LC-MS and LC-MS data processing
A Q-Exactive orbitrap mass spectrometer with an Ion Max source and HESI II probe attached to the Vanquish Horizon UHLPC system was used to evaluate polar metabolites. The liquid chromatography – mass spectrometry (LC-MS) system underwent weekly cleaning and calibration with positive and negative Pierce ESI Ion Calibration Calmix (Thermo Scientific).

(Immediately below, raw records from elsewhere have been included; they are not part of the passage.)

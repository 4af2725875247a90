//! Message carousel screen.
//!
//! Binds a [`CarouselController`] to Leptos signals. The controller decides
//! what to show; this component only runs the settle timers and renders.

use gloo_timers::future::TimeoutFuture;
use leptos::prelude::*;
use leptos::task::spawn_local;
use vitrine_core::{CarouselController, CarouselView, Position, Transition};

use crate::app::{Screen, millis, use_config, use_navigation};

/// [`CarouselView`] that writes into signals read by the component.
#[derive(Debug, Clone, Copy)]
pub struct SignalCarouselView {
    set_text: WriteSignal<String>,
    set_shown: WriteSignal<bool>,
    set_leaving: WriteSignal<bool>,
    set_position: WriteSignal<Position>,
}

impl CarouselView for SignalCarouselView {
    fn begin_transition(&mut self) {
        self.set_leaving.set(true);
    }

    fn show_message(&mut self, message: &str) {
        self.set_text.set(message.to_string());
        self.set_shown.set(true);
    }

    fn end_transition(&mut self) {
        self.set_leaving.set(false);
    }

    fn update_position(&mut self, position: Position) {
        self.set_position.set(position);
    }
}

/// Message carousel with previous/next buttons and indicator dots.
#[component]

pub fn MessageCarousel() -> impl IntoView {
    let config = use_config();
    let nav = use_navigation();
    let timings = config.timings;

    nav.reveal(timings.vignette_delay_ms);

    let messages = match config.message_list() {
        Ok(messages) => messages,
        Err(e) => {
            leptos::logging::error!("Cannot build carousel: {}", e);
            return view! {
                <div id="messages-page" class="messages">
                    <p class="carousel-error">"Nenhuma mensagem por aqui."</p>
                </div>
            }
            .into_any();
        }
    };
    let len = messages.len();

    let (text, set_text) = signal(String::new());
    let (shown, set_shown) = signal(false);
    let (leaving, set_leaving) = signal(false);
    let (position, set_position) = signal(Position { index: 0, len });

    let controller = StoredValue::new(CarouselController::new(
        messages,
        SignalCarouselView {
            set_text,
            set_shown,
            set_leaving,
            set_position,
        },
    ));

    let intro_ms = millis(timings.intro_delay_ms);
    spawn_local(async move {
        TimeoutFuture::new(intro_ms).await;
        controller.try_update_value(CarouselController::show_initial);
    });

    let settle_ms = millis(timings.settle_delay_ms);
    let settle = move |transition: Option<Transition>| {
        let Some(transition) = transition else {
            return;
        };
        spawn_local(async move {
            TimeoutFuture::new(settle_ms).await;
            controller.try_update_value(|carousel| carousel.complete(transition));
        });
    };

    let go_to = move |index: usize| {
        settle(
            controller
                .try_update_value(|carousel| carousel.go_to(index))
                .flatten(),
        );
    };
    let on_previous = move |_| {
        settle(
            controller
                .try_update_value(CarouselController::previous)
                .flatten(),
        );
    };
    let on_next = move |_| {
        settle(controller.try_update_value(CarouselController::next).flatten());
    };

    view! {
        <div id="messages-page" class="messages">
            <button
                class="icon-btn messages-back"
                aria-label="Voltar"
                on:click=move |_| nav.leave_to(Screen::Hub, timings.leave_delay_ms)
            >
                "←"
            </button>

            <div
                id="message-card"
                class="message-card"
                class:active=move || shown.get()
                class:leaving=move || leaving.get()
            >
                <p id="message-text">{move || text.get()}</p>
            </div>

            <div class="carousel-controls">
                <button
                    id="prev-btn"
                    class="nav-btn"
                    aria-label="Mensagem anterior"
                    disabled=move || position.get().previous_disabled()
                    on:click=on_previous
                >
                    "‹"
                </button>
                <div id="dots-container" class="dots">
                    {(0..len)
                        .map(|index| {
                            view! {
                                <button
                                    class="dot"
                                    class:active=move || position.get().is_active(index)
                                    aria-label=format!("Mensagem {}", index + 1)
                                    on:click=move |_| go_to(index)
                                ></button>
                            }
                        })
                        .collect_view()}
                </div>
                <button
                    id="next-btn"
                    class="nav-btn"
                    aria-label="Próxima mensagem"
                    disabled=move || position.get().next_disabled()
                    on:click=on_next
                >
                    "›"
                </button>
            </div>
        </div>
    }
    .into_any()
}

To prepare samples for polar metabolite extraction, snap-frozen liver samples from 3 to 5 biological replicates after ~35% PHx were pulverized, and ~ 10 mg of tissue was vortexed in 60% cold methanol (− 20 °C) for 10 min. 500 μl of cold chloroform (− 20 °C) was added to the mixture and vortexed for 10 min. The solution was centrifuged at maximum speed for 10 min at 4 °C, and the top layer (polar fraction) was collected for polar metabolite analysis. 2 μl of the sample adjusted to 2 μg protein was run through a SeQuant ZIC-pHILIC 5 μm 150 × 2.1 mm analytical column (Sigma) with a 2.1 × 20 mm guard column (Sigma) attached to the front end. The column oven was set to 25 °C, and the autosampler was set to 4 °C. Buffer A comprised 20 mM ammonium carbonate (Sigma) and 0.1% ammonium hydroxide (Sigma) in HPLC-grade water (Sigma), and buffer B compromised 100% acetonitrile (Sigma). The liquid chromatography was set to the flow rate of 0.15 ml/min. The metabolites were separated using the linear gradient from 80% buffer B to 20% buffer B over the course of 20 min, followed by an increasing gradient from 20% buffer B to 80% buffer B for 0.5 min, and by isocratic flow at 80% buffer B for 7.5 min. The mass spectrometer was set to full scan, polarity switching mode, with the spray voltage set to 4.0 kV, heated capillary to 350 °C, and the HESI probe to 30 °C. The MS data were acquired in the mass range of 70–1000 m/z. The sheath gas flow was set to 10 units, auxiliary gas to 1 unit, and sweep gas flow to 1 unit. Resolution of scans was set to 70,000, AGC target to 106, and maximum injection time to 20 ms. An additional scan between 220 and 700 m/z was used to enhance nucleotide detection in the negative mode, together with the maximum injection time set to 80 ms.